By Rhythma Kaul & Snigdhendu Bhattacharya / Hindustan Times, New Delhi/TNS Forum
SULTAN Jahan Salik, 88, lives alone in her ground-floor flat in the Park Circus area of Kolkata. A retired teacher, active researcher and author, she has been living by herself since her husband died in 1998. She cooks, picks up groceries, visits chemists and banks, and on days when her maid doesn’t show up, also does the cleaning. She travels alone to meet her daughters, who are professors and live abroad.
“It’s difficult to live alone when you are old. My attempts to be self-reliant are really a test of my character. But there is no use complaining,” said Salik, who recently returned from Dhaka, where the Bangla Akademi published a book she edited, called Muslim Modernism in Bengal -Selected Writings of Delawarr Hosaen Ahmed Meerza, who is a Muslim reformist of the 19th century.
She finds support in her four brothers, two sisters and their spouses, who live nearby. All in their 70s and 80s, they connect over the phone at least once a day. Many, like Salik, live alone, because their children have moved away.

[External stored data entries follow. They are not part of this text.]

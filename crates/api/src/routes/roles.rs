//! Role and permission-catalog management routes.

use std::collections::HashSet;

use axum::{
    Json, Router,
    extract::{Path, State},
    http::StatusCode,
    response::{IntoResponse, Response},
    routing::{get, put},
};
use serde_json::json;
use tracing::{error, info};
use uuid::Uuid;

use vantra_db::entities::{permissions, roles};
use vantra_db::repositories::NewActivityLog;
use vantra_db::{PermissionRepository, RoleRepository};
use vantra_shared::auth::{CreateRoleRequest, UpdateRoleRequest};

use crate::AppState;
use crate::middleware::Principal;

/// Creates the role management routes.
pub fn routes() -> Router<AppState> {
    Router::new()
        .route("/auth/roles", get(list_roles).post(create_role))
        .route("/auth/roles/{role_id}", put(update_role).delete(delete_role))
        .route("/auth/permissions", get(list_permissions))
}

fn forbidden() -> Response {
    (
        StatusCode::FORBIDDEN,
        Json(json!({
            "error": "forbidden",
            "message": "You do not have permission to perform this action"
        })),
    )
        .into_response()
}

fn internal_error(message: &str) -> Response {
    (
        StatusCode::INTERNAL_SERVER_ERROR,
        Json(json!({
            "error": "internal_error",
            "message": message
        })),
    )
        .into_response()
}

fn permission_json(p: &permissions::Model) -> serde_json::Value {
    json!({
        "id": p.id,
        "name": p.name,
        "module": p.module,
        "action": p.action,
        "description": p.description
    })
}

fn role_json(role: &roles::Model, permissions: &[permissions::Model]) -> serde_json::Value {
    json!({
        "id": role.id,
        "name": role.name,
        "description": role.description,
        "is_system": role.is_system,
        "permissions": permissions.iter().map(permission_json).collect::<Vec<_>>(),
        "created_at": role.created_at,
        "updated_at": role.updated_at
    })
}

/// Validates that every referenced permission ID exists in the catalog.
///
/// Duplicate IDs in the payload count once.
async fn validate_permission_ids(
    state: &AppState,
    ids: &[Uuid],
) -> Result<bool, sea_orm::DbErr> {
    let unique: HashSet<Uuid> = ids.iter().copied().collect();
    let found = PermissionRepository::new((*state.db).clone())
        .find_by_ids(ids)
        .await?;
    Ok(found.len() == unique.len())
}

/// GET /auth/roles - All roles with their permission sets.
async fn list_roles(State(state): State<AppState>, principal: Principal) -> impl IntoResponse {
    if !principal.has_any_permission(&["roles.view"]) {
        return forbidden();
    }

    let role_repo = RoleRepository::new((*state.db).clone());
    match role_repo.list_with_permissions().await {
        Ok(rows) => {
            let data: Vec<_> = rows
                .iter()
                .map(|(role, perms)| role_json(role, perms))
                .collect();
            Json(json!({ "status": true, "data": data })).into_response()
        }
        Err(e) => {
            error!(error = %e, "Database error listing roles");
            internal_error("An error occurred listing roles")
        }
    }
}

/// POST /auth/roles - Create a role with an initial permission set.
async fn create_role(
    State(state): State<AppState>,
    principal: Principal,
    Json(payload): Json<CreateRoleRequest>,
) -> impl IntoResponse {
    if !principal.has_any_permission(&["roles.create"]) {
        return forbidden();
    }

    let role_repo = RoleRepository::new((*state.db).clone());

    match role_repo.find_by_name(&payload.name).await {
        Ok(Some(_)) => {
            return (
                StatusCode::BAD_REQUEST,
                Json(json!({
                    "error": "role_exists",
                    "message": "A role with this name already exists"
                })),
            )
                .into_response();
        }
        Ok(None) => {}
        Err(e) => {
            error!(error = %e, "Database error checking role name");
            return internal_error("An error occurred creating the role");
        }
    }

    match validate_permission_ids(&state, &payload.permission_ids).await {
        Ok(true) => {}
        Ok(false) => {
            return (
                StatusCode::BAD_REQUEST,
                Json(json!({
                    "error": "unknown_permission",
                    "message": "One or more permission IDs do not exist"
                })),
            )
                .into_response();
        }
        Err(e) => {
            error!(error = %e, "Database error validating permissions");
            return internal_error("An error occurred creating the role");
        }
    }

    let role = match role_repo
        .create(
            &payload.name,
            payload.description.as_deref(),
            &payload.permission_ids,
        )
        .await
    {
        Ok(role) => role,
        Err(e) => {
            error!(error = %e, "Database error creating role");
            return internal_error("An error occurred creating the role");
        }
    };

    info!(admin = %principal.user_id, role_id = %role.id, name = %role.name, "Role created");

    let mut entry = NewActivityLog::new("create");
    entry.user_id = Some(principal.user_id);
    entry.module = Some("roles".to_string());
    entry.entity = Some("role".to_string());
    entry.entity_id = Some(role.id.to_string());
    entry.new_values = Some(json!({
        "name": role.name,
        "description": role.description,
        "permission_ids": payload.permission_ids
    }));
    state.audit.record_detached(entry);

    let perms = role_repo.permissions_for(role.id).await.unwrap_or_default();
    (
        StatusCode::CREATED,
        Json(json!({ "status": true, "role": role_json(&role, &perms) })),
    )
        .into_response()
}

/// PUT /auth/roles/{role_id} - Update a role's fields or replace its
/// permission set. System roles are immutable.
async fn update_role(
    State(state): State<AppState>,
    principal: Principal,
    Path(role_id): Path<Uuid>,
    Json(payload): Json<UpdateRoleRequest>,
) -> impl IntoResponse {
    if !principal.has_any_permission(&["roles.update"]) {
        return forbidden();
    }

    let role_repo = RoleRepository::new((*state.db).clone());
    let before = match role_repo.find_by_id(role_id).await {
        Ok(Some(role)) => role,
        Ok(None) => {
            return (
                StatusCode::NOT_FOUND,
                Json(json!({
                    "error": "not_found",
                    "message": "Role not found"
                })),
            )
                .into_response();
        }
        Err(e) => {
            error!(error = %e, "Database error loading role");
            return internal_error("An error occurred updating the role");
        }
    };

    if before.is_system {
        return (
            StatusCode::FORBIDDEN,
            Json(json!({
                "error": "system_role",
                "message": "System roles cannot be modified"
            })),
        )
            .into_response();
    }

    if let Some(ids) = &payload.permission_ids {
        match validate_permission_ids(&state, ids).await {
            Ok(true) => {}
            Ok(false) => {
                return (
                    StatusCode::BAD_REQUEST,
                    Json(json!({
                        "error": "unknown_permission",
                        "message": "One or more permission IDs do not exist"
                    })),
                )
                    .into_response();
            }
            Err(e) => {
                error!(error = %e, "Database error validating permissions");
                return internal_error("An error occurred updating the role");
            }
        }
    }

    let role = match role_repo
        .update(
            role_id,
            payload.name.as_deref(),
            payload.description.as_deref(),
            payload.permission_ids.as_deref(),
        )
        .await
    {
        Ok(role) => role,
        Err(e) => {
            error!(error = %e, "Database error updating role");
            return internal_error("An error occurred updating the role");
        }
    };

    info!(admin = %principal.user_id, %role_id, "Role updated");

    let mut entry = NewActivityLog::new("update");
    entry.user_id = Some(principal.user_id);
    entry.module = Some("roles".to_string());
    entry.entity = Some("role".to_string());
    entry.entity_id = Some(role_id.to_string());
    entry.old_values = Some(json!({
        "name": before.name,
        "description": before.description
    }));
    entry.new_values = Some(json!({
        "name": role.name,
        "description": role.description,
        "permission_ids": payload.permission_ids
    }));
    state.audit.record_detached(entry);

    let perms = role_repo.permissions_for(role_id).await.unwrap_or_default();
    Json(json!({ "status": true, "role": role_json(&role, &perms) })).into_response()
}

/// DELETE /auth/roles/{role_id} - Delete a non-system role.
async fn delete_role(
    State(state): State<AppState>,
    principal: Principal,
    Path(role_id): Path<Uuid>,
) -> impl IntoResponse {
    if !principal.has_any_permission(&["roles.delete"]) {
        return forbidden();
    }

    let role_repo = RoleRepository::new((*state.db).clone());
    let role = match role_repo.find_by_id(role_id).await {
        Ok(Some(role)) => role,
        Ok(None) => {
            return (
                StatusCode::NOT_FOUND,
                Json(json!({
                    "error": "not_found",
                    "message": "Role not found"
                })),
            )
                .into_response();
        }
        Err(e) => {
            error!(error = %e, "Database error loading role");
            return internal_error("An error occurred deleting the role");
        }
    };

    if role.is_system {
        return (
            StatusCode::FORBIDDEN,
            Json(json!({
                "error": "system_role",
                "message": "System roles cannot be deleted"
            })),
        )
            .into_response();
    }

    match role_repo.assigned_user_count(role_id).await {
        Ok(0) => {}
        Ok(count) => {
            return (
                StatusCode::CONFLICT,
                Json(json!({
                    "error": "role_in_use",
                    "message": format!("Role is still assigned to {count} user(s)")
                })),
            )
                .into_response();
        }
        Err(e) => {
            error!(error = %e, "Database error counting role assignments");
            return internal_error("An error occurred deleting the role");
        }
    }

    if let Err(e) = role_repo.delete(role_id).await {
        error!(error = %e, "Database error deleting role");
        return internal_error("An error occurred deleting the role");
    }

    info!(admin = %principal.user_id, %role_id, name = %role.name, "Role deleted");

    let mut entry = NewActivityLog::new("delete");
    entry.user_id = Some(principal.user_id);
    entry.module = Some("roles".to_string());
    entry.entity = Some("role".to_string());
    entry.entity_id = Some(role_id.to_string());
    entry.old_values = Some(json!({
        "name": role.name,
        "description": role.description
    }));
    state.audit.record_detached(entry);

    Json(json!({ "status": true })).into_response()
}

/// GET /auth/permissions - The seeded permission catalog.
async fn list_permissions(
    State(state): State<AppState>,
    principal: Principal,
) -> impl IntoResponse {
    if !principal.has_any_permission(&["roles.view"]) {
        return forbidden();
    }

    let permission_repo = PermissionRepository::new((*state.db).clone());
    match permission_repo.list_all().await {
        Ok(perms) => {
            let data: Vec<_> = perms.iter().map(permission_json).collect();
            Json(json!({ "status": true, "data": data })).into_response()
        }
        Err(e) => {
            error!(error = %e, "Database error listing permissions");
            internal_error("An error occurred listing permissions")
        }
    }
}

“Only one of my nephews lives nearby and, in case of emergency, he is the one to depend on,” Salik said.
The septuagenarian Khatris living in Sector-62 Noida in Uttar Pradesh have no such extended support, which has forced their son Shivum Khatri, 31, to move in with them once again. An advertising professional, Khatri had moved to Gurgaon, in Haryana, to save on commute hours. But he was forced to return home after his father was diagnosed with Chronic Obstructive Pulmonary Disorder four months ago.
“It meant frequent hospital visits and my parents found it difficult to negotiate long queues, paperwork and laboratories tests. I initially used to visit them every weekend, but I soon realized it wasn’t sustainable for either them or me. They needed help 24×7,” Shivum said.

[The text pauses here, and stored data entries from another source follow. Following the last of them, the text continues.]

//! Ordered range-to-range affine mappings with inverse lookup

use super::interval_set::IntervalSet;
use super::Domain;

/// `[from_min, from_max]` maps onto `[to_min, to_min + (from_max - from_min)]`
#[derive(Debug, Clone, Copy, PartialEq, Eq)]
pub struct RangeMapEntry<From, To> {
    pub from_min: From,
    pub from_max: From,
    pub to_min: To,
}

impl<From: Domain, To: Domain> RangeMapEntry<From, To> {
    fn to_max(&self) -> u64 {
        self.to_min.to_u64() + (self.from_max.to_u64() - self.from_min.to_u64())
    }

    /// Signed offset `to - from`; entries with equal offsets may coalesce
    fn offset(&self) -> i128 {
        self.to_min.to_u64() as i128 - self.from_min.to_u64() as i128
    }
}

/// Result of a forward lookup
#[derive(Debug, Clone, Copy, PartialEq, Eq)]
pub struct RangeLookup<From, To> {
    /// Mapped value, `None` when `from` is not covered
    pub to: Option<To>,
    /// Largest `from` for which the same answer shape holds: the end of the
    /// covering entry, or the end of the unmapped gap
    pub also_max: From,
}

/// Result of an inverse lookup.
///
/// `count` is a conservative run length: for every `k < count`, looking up
/// `to + k` yields the same variant with each `from` advanced by `k`.
#[derive(Debug, Clone, PartialEq, Eq)]
pub enum InverseLookup<From> {
    None { count: u64 },
    Unique { from: From, count: u64 },
    Multiple { from_set: IntervalSet<From>, count: u64 },
}

impl<From> InverseLookup<From> {
    pub fn count(&self) -> u64 {
        match self {
            Self::None { count } | Self::Unique { count, .. } | Self::Multiple { count, .. } => {
                *count
            }
        }
    }

    /// 0, 1 or 2 (meaning two or more)
    pub fn ret(&self) -> u32 {
        match self {
            Self::None { .. } => 0,
            Self::Unique { .. } => 1,
            Self::Multiple { .. } => 2,
        }
    }
}

/// Ordered, non-overlapping set of affine range mappings.
///
/// Newer ranges take precedence: `add_range` truncates or deletes whatever it
/// overlaps, then merges with neighbours that share its offset.
#[derive(Debug, Clone, PartialEq, Eq)]
pub struct RangeMap<From, To> {
    entries: Vec<RangeMapEntry<From, To>>,
}

impl<From, To> Default for RangeMap<From, To> {
    fn default() -> Self {
        Self {
            entries: Vec::new(),
        }
    }
}

impl<From: Domain, To: Domain> RangeMap<From, To> {
    pub fn new() -> Self {
        Self::default()
    }

    pub fn add_range(&mut self, from_min: From, from_max: From, to_min: To) {
        debug_assert!(from_min <= from_max);
        debug_assert!(
            to_min.to_u64().checked_add(from_max.to_u64() - from_min.to_u64())
                .is_some_and(|to_max| to_max <= To::MAX.to_u64()),
            "target range overflows its domain"
        );

        let start = self.entries.partition_point(|e| e.from_max < from_min);
        let end = self.entries.partition_point(|e| e.from_min <= from_max);

        let mut replacement = Vec::with_capacity(3);
        if start < end {
            let first = self.entries[start];
            if first.from_min < from_min {
                replacement.push(RangeMapEntry {
                    from_min: first.from_min,
                    from_max: From::from_u64(from_min.to_u64() - 1),
                    to_min: first.to_min,
                });
            }
        }
        let new_index = start + replacement.len();
        replacement.push(RangeMapEntry {
            from_min,
            from_max,
            to_min,
        });
        if start < end {
            let last = self.entries[end - 1];
            if last.from_max > from_max {
                let skipped = from_max.to_u64() + 1 - last.from_min.to_u64();
                replacement.push(RangeMapEntry {
                    from_min: From::from_u64(from_max.to_u64() + 1),
                    from_max: last.from_max,
                    to_min: To::from_u64(last.to_min.to_u64() + skipped),
                });
            }
        }
        self.entries.splice(start..end, replacement);

        // Coalesce with the following entry, then the preceding one
        if self.mergeable(new_index) {
            let next = self.entries.remove(new_index + 1);
            self.entries[new_index].from_max = next.from_max;
        }
        if new_index > 0 && self.mergeable(new_index - 1) {
            let current = self.entries.remove(new_index);
            self.entries[new_index - 1].from_max = current.from_max;
        }

        debug_assert!(self.is_consistent(), "range map corrupted: {:?}", self.entries);
    }

    /// Entry `i` and entry `i + 1` are adjacent and share an offset
    fn mergeable(&self, i: usize) -> bool {
        match (self.entries.get(i), self.entries.get(i + 1)) {
            (Some(a), Some(b)) => {
                a.from_max.to_u64() + 1 == b.from_min.to_u64() && a.offset() == b.offset()
            }
            _ => false,
        }
    }

    pub fn map(&self, from: From) -> RangeLookup<From, To> {
        let idx = self.entries.partition_point(|e| e.from_max < from);
        match self.entries.get(idx) {
            Some(e) if e.from_min <= from => RangeLookup {
                to: Some(To::from_u64(
                    e.to_min.to_u64() + (from.to_u64() - e.from_min.to_u64()),
                )),
                also_max: e.from_max,
            },
            Some(e) => RangeLookup {
                to: None,
                also_max: From::from_u64(e.from_min.to_u64() - 1),
            },
            None => RangeLookup {
                to: None,
                also_max: From::MAX,
            },
        }
    }

    pub fn inverse_map(&self, to: To) -> InverseLookup<From> {
        let target = to.to_u64();
        let mut hits: Vec<From> = Vec::new();
        // Saturates when the whole of a 64-bit target domain is counted
        let mut count = (To::MAX.to_u64() - target).saturating_add(1);

        for entry in &self.entries {
            let lo = entry.to_min.to_u64();
            let hi = entry.to_max();
            if lo <= target && target <= hi {
                hits.push(From::from_u64(
                    entry.from_min.to_u64() + (target - lo),
                ));
                count = count.min((hi - target).saturating_add(1));
            } else if lo > target {
                count = count.min(lo - target);
            }
        }

        match hits.len() {
            0 => InverseLookup::None { count },
            1 => InverseLookup::Unique {
                from: hits[0],
                count,
            },
            _ => InverseLookup::Multiple {
                from_set: hits.into_iter().collect(),
                count,
            },
        }
    }

    pub fn entries(&self) -> &[RangeMapEntry<From, To>] {
        &self.entries
    }

    pub fn len(&self) -> usize {
        self.entries.len()
    }

    pub fn is_empty(&self) -> bool {
        self.entries.is_empty()
    }

    pub fn clear(&mut self) {
        self.entries.clear();
    }

    pub fn is_consistent(&self) -> bool {
        self.entries.iter().all(|e| e.from_min <= e.from_max)
            && self.entries.windows(2).all(|w| {
                let adjacent = w[0].from_max.to_u64() + 1 == w[1].from_min.to_u64();
                w[0].from_max < w[1].from_min && !(adjacent && w[0].offset() == w[1].offset())
            })
    }
}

At present, not many facilities focus on older-people care, but India has started preparing for change. The world’s largest study on the elderly—The Longitudinal Ageing Study in India (LASI)—was launched in March, to track the aging patterns and diseases affecting India’s 103 million people over the age of 60. The study will survey 60,000 seniors across all states and union territories every two years for the next 25 years. With people living longer, the global share of people 60 and older has risen from 9.2 percent in 1990 to 11.7 percent in 2013, and is expected to reach 21.1 percent by 2050. Older people are projected to exceed the number of children for the first time ever, in 2047.
With 65 percent of India’s population under 35, there are set to be 350 million seniors in the country by 2050.
“With the rapidly changing social structure, the study will provide valuable data on the health needs and issues faced by older persons, and help us draw policy tools to address these issues,” said BP Sharma, secretary, Ministry of Health. “Whether we need more hospitals or clinics, rehabilitation centers, hospice facilities or homes for the elderly, taking care of their specific needs, this study should help us be better informed.”
The rapid rise of India’s elderly population, coupled with the rise of the nuclear family and limited social support, poses pressing economic, health and social challenges for policy-makers. “Population ageing threatens to topple existing insurance and pension systems and create health- system overload. This, therefore, calls for review of existing models of health-care, familial and social support,” said Anita Agnihotri, secretary at the Ministry for Social Justice and Empowerment. Currently, the 60-plus population accounts for 9 percent of Indians, amounting to roughly 103 million seniors, and there is still no sufficient broad national representative data on this demographic.
“This study is important to determine where money should go when it is allotted to older people. Society is moving fast and the health-care system is stuck,” said Dr. AB Dey, head of geriatrics at Delhi’s All India Institute of Medical Sciences (AIIMS). “Currently, our focus is not older people; it’s on pediatrics and neurology. The ministry of health approved two national centers of ageing last year, one of them at AIIMS. We hope the center at AIIMS starts functioning soon.”